The document that qualified Michael Britt for admittance to the University of the District of Columbia was a forgery, D.C. School Supt. Vincent Reed said yesterday.

Britt, a 6-foot-7 freshman who led the Firebirds basketball team in scoring and rebounding, was dismissed from school last month because of alleged discrepancies involving his test scores on a high-school equivalency examination administered to him twice by the D. C. Public Schools.

He was dismissed because he did not meet entrance requirements, even though he earned a 2.6 grade-point average (C plus) in his first semester. UDC officials hold Britt "completely faultless" in the situation.

Orby Moss, athletic director at UDC, said yesterday that the document on which Britt was admitted was a transcript of his General Education Development tests and not a GED certificate, or diploma, as had originally been reported.

According to Moss, the transcript reported that Britt, from Suffolk High School, Suffolk, Va., had passed the five areas of examination satisfactorily and that a diploma had been issued. He said the transcript had the seal of the GED testing center in Washington and was signed by Alexander Hyman, chief examiner.

"It's not a true copy, let's put it that way," said Hyman.

Hyman said that a diploma, which must be signed by the superintendent and the president of the board of education, was never issued. Moss said that until notified by a reporter yesterday, he believed the document by which Britt was admitted was the GED certificate.

Moss, however, maintained the innocence of the athletic department. Wil Jones, UDC's basketball coach, could not be reached for comment. LaHugh Bankston, UDC's registrar and director of admissions, did not return a reporter's phone calls yesterday.

Moss said that the NCAA had not investigated the situation. He said the NCAA told him that the athletic department had violated no NCAA rules unless athletic department personnel were involved. "I've been satisfied from the first day of that," Moss said. Therefore, as of now, UDC will not forfeit any of the games in which Britt played "as long as we were not involved with the admissions foul-up," Moss said.

Britt said last week that he would make up classes in government and English, the two areas of the GED test in which he was unsatisfactory, and hoped to return to UDC in the fall.

Britt took two of the 2,496 GED tests administered by his office in 1979, Hyman said. He said that Britt had never passed the test and that he notified Reed of that the day after he read in the newspaper that Britt had scored more than 50 points in a UDC game.

"Some names tend to stick in your head," Hyman said when asked why he would remember the Britt tests specifically.

Hyman said it may well be true that his seal and his signature are on the document that was accepted by UDC. Hyman also said that only he has access to the seal and that it is kept under lock and key.

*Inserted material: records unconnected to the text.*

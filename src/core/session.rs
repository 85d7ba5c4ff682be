//! Per-session mutable state: origin weights, edited recommendations and
//! chart window selections.
//!
//! One interactive session owns one `SessionState`. Every edit recomputes the
//! affected map and replaces it as a whole.

use crate::error::DashboardError;
use crate::models::timeframe::TimeframeSet;
use crate::signals::allocation::{drifts_from_full_pool, equal_split, redistribute, FULL_POOL};
use serde::Serialize;
use std::collections::BTreeMap;

#[derive(Debug, Clone, Serialize)]
pub struct SessionState {
    instruments: Vec<String>,
    origin_weights: BTreeMap<String, f64>,
    recommendations: BTreeMap<String, f64>,
    recommendations_edited: bool,
    chart_windows: BTreeMap<String, String>,
    default_chart_window: String,
    threshold_pct: Option<f64>,
}

impl SessionState {
    pub fn new(instruments: Vec<String>, default_chart_window: impl Into<String>) -> Self {
        let origin_weights = equal_split(instruments.iter(), FULL_POOL);
        Self {
            recommendations: origin_weights.clone(),
            origin_weights,
            instruments,
            recommendations_edited: false,
            chart_windows: BTreeMap::new(),
            default_chart_window: default_chart_window.into(),
            threshold_pct: None,
        }
    }

    pub fn instruments(&self) -> &[String] {
        &self.instruments
    }

    fn ensure_known(&self, name: &str) -> Result<(), DashboardError> {
        if self.instruments.iter().any(|n| n == name) {
            Ok(())
        } else {
            Err(DashboardError::UnknownInstrument(name.to_string()))
        }
    }

    pub fn origin_weights(&self) -> &BTreeMap<String, f64> {
        &self.origin_weights
    }

    /// Set one origin weight, clamped to `[0, 100]`. Values are accepted
    /// even when the set no longer sums to 100.
    pub fn set_origin_weight(&mut self, name: &str, value: f64) -> Result<f64, DashboardError> {
        self.ensure_known(name)?;
        let value = value.clamp(0.0, FULL_POOL);
        let mut weights = self.origin_weights.clone();
        weights.insert(name.to_string(), value);
        self.origin_weights = weights;
        self.recommendations_edited = false;
        Ok(value)
    }

    pub fn reset_origin_weights(&mut self) {
        self.origin_weights = equal_split(self.instruments.iter(), FULL_POOL);
        self.recommendations_edited = false;
    }

    /// True when the origin weights do not sum to 100.
    pub fn origin_drift(&self) -> bool {
        drifts_from_full_pool(&self.origin_weights)
    }

    pub fn recommendations(&self) -> &BTreeMap<String, f64> {
        &self.recommendations
    }

    pub fn recommendations_edited(&self) -> bool {
        self.recommendations_edited
    }

    /// Replace the recommendations with freshly computed ones unless the user
    /// has edited them since the last origin change or refresh.
    pub fn offer_recommendations(&mut self, computed: BTreeMap<String, f64>) {
        if !self.recommendations_edited {
            self.recommendations = computed;
        }
    }

    /// Threshold of the last recommendation computation, if any.
    pub fn threshold_pct(&self) -> Option<f64> {
        self.threshold_pct
    }

    pub fn record_threshold(&mut self, threshold_pct: f64) {
        self.threshold_pct = Some(threshold_pct);
    }

    /// Edit one recommended percentage and redistribute the others.
    pub fn edit_recommendation(
        &mut self,
        name: &str,
        value: f64,
    ) -> Result<&BTreeMap<String, f64>, DashboardError> {
        self.ensure_known(name)?;
        self.recommendations = redistribute(&self.recommendations, name, value);
        self.recommendations_edited = true;
        Ok(&self.recommendations)
    }

    /// Drop user edits so the next computation takes over again.
    pub fn clear_recommendation_edits(&mut self) {
        self.recommendations_edited = false;
    }

    pub fn chart_window(&self, name: &str) -> &str {
        self.chart_windows
            .get(name)
            .map(String::as_str)
            .unwrap_or(&self.default_chart_window)
    }

    pub fn select_chart_window(
        &mut self,
        name: &str,
        label: &str,
        timeframes: &TimeframeSet,
    ) -> Result<(), DashboardError> {
        self.ensure_known(name)?;
        if timeframes.get(label).is_none() {
            return Err(DashboardError::UnknownTimeframe(label.to_string()));
        }
        self.chart_windows.insert(name.to_string(), label.to_string());
        Ok(())
    }
}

He said that he did not send a transcript to UDC. He added that students who fail the GED test generally do not ask that transcripts be sent out because colleges will not accept unsatisfactory scores.

"I've got no idea how they got it," Hyman said. "They've got a transcript of his scores and they did not come from this office."

"I don't know, either," replied Moss, when asked if he knew the source of the transcript. "If I knew how it came about, somebody would not be working now if he worked for me.

"The athletic department right now is as clean as any other in the nation. I will vouch for that. If not, I should be out looking for another job. We aim for our basketball team to go as high as it can.And once we get there, we don't want it to crumble down from something we did along the way."

Moss said one of his top priorities in his 1 1/2 years as UDC's athletic director was reestablishing the school's credibility after a series of athletic irregularities involving Federal City College, one of the three schools merged into UDC two years ago.